### What you are asked to do
Your response should reproduce every line of the entries that contains the word "violations".

★ ★ ★

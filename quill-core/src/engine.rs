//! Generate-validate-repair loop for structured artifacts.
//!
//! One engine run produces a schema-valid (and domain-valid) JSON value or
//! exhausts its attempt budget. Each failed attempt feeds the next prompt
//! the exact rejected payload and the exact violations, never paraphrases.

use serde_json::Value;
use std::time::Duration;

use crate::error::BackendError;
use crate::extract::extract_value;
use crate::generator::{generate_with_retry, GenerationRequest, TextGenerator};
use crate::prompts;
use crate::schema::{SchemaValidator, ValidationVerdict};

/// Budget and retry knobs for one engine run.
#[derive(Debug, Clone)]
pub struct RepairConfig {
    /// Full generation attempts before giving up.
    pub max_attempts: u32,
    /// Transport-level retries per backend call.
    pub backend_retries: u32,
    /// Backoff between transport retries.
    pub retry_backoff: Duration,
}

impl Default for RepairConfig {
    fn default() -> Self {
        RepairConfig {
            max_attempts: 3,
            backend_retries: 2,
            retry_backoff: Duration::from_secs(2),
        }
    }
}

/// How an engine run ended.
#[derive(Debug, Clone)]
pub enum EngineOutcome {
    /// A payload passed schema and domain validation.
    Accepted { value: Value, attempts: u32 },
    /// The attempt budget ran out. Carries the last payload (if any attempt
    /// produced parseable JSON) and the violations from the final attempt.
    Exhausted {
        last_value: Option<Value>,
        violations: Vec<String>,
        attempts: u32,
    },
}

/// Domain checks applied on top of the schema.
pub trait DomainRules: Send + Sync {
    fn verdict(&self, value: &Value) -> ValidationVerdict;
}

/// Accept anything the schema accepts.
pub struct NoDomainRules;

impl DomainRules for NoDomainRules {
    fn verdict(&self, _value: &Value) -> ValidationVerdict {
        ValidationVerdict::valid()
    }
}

★ ★ ★

### Answer for the task
//! the exact rejected payload and the exact violations, never paraphrases.
    /// produced parseable JSON) and the violations from the final attempt.
        violations: Vec<String>,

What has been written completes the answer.